Clara Budnik, from the Chilean Directorate of Libraries, Archives, and Museums (DIBAM), will administer the grant and oversee the project. Budnik said the initiative would foster much-needed technology training and make information available to all Chileans without discrimination, "stimulating the generation of local contents in each community and strengthening the transfer of acquired knowledge to future generations."

In addition to the Gates Foundation's contribution, the Chilean Library program will be further bolstered by contributions from a number of other entities within Chile. Microsoft Chile, will chip in another $1.2 million to the project and as many as nine other Chilean "nonprofit organizations and departments" are reportedly set to contribute manpower and other resources for the training component of the program. And the Chilean government has announced that it will also commit to $6.7 million, bringing the estimated total project cost to more than $20 million--an extraordinary and welcome development for Chile, currently suffering through a weak economy. With prices of copper, one of Chile's main exports, reaching an all-time low and the value of the peso continuing to fall, much of the Chilean government has struggled to maintain services.

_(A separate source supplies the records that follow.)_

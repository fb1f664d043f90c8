// File: crates/crosshair-core/src/types.rs
// Summary: Shared types and constants (surface sizes, plot insets, chart ids).

use std::sync::atomic::{AtomicU64, Ordering};

/// Default surface width in pixels.
pub const WIDTH: i32 = 1024;
/// Default surface height in pixels.
pub const HEIGHT: i32 = 640;

/// Screen margins around the plot area, in pixels.
/// Contract: all fields are non-negative.
#[derive(Clone, Copy, Debug, PartialEq, Eq)]
pub struct Insets {
    pub left: u32,
    pub right: u32,
    pub top: u32,
    pub bottom: u32,
}

impl Insets {
    /// Create new insets (non-negative by type).
    pub const fn new(left: u32, right: u32, top: u32, bottom: u32) -> Self {
        Self { left, right, top, bottom }
    }
    /// Total horizontal inset (left + right).
    pub const fn hsum(&self) -> u32 { self.left + self.right }
    /// Total vertical inset (top + bottom).
    pub const fn vsum(&self) -> u32 { self.top + self.bottom }
}

impl Default for Insets {
    fn default() -> Self {
        Self::new(72, 24, 24, 56)
    }
}

static NEXT_CHART_ID: AtomicU64 = AtomicU64::new(1);

/// Identity of a chart instance, unique within the process.
#[derive(Clone, Copy, Debug, PartialEq, Eq, Hash, PartialOrd, Ord)]
pub struct ChartId(u64);

impl ChartId {
    /// Allocate a fresh id.
    pub fn next() -> Self {
        Self(NEXT_CHART_ID.fetch_add(1, Ordering::Relaxed))
    }
}

impl std::fmt::Display for ChartId {
    fn fmt(&self, f: &mut std::fmt::Formatter<'_>) -> std::fmt::Result {
        write!(f, "chart-{}", self.0)
    }
}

Officials at the Gates Foundation say the Chilean library program is their first effort outside of North America and the United Kingdom aimed at providing low-income individuals with access to technology and digital information through public libraries. Chile was selected for the grant because of the country's impressive commitment to providing library services for its citizens. "The Chilean effort to expand public access to digital information is a tremendous example of the power of partnerships," said Richard Akeroyd, executive director of the Bill and Melinda Gates Foundation's Libraries and Public Access to Information programs. "The impressive set of partners that the Chileans have assembled inspires us."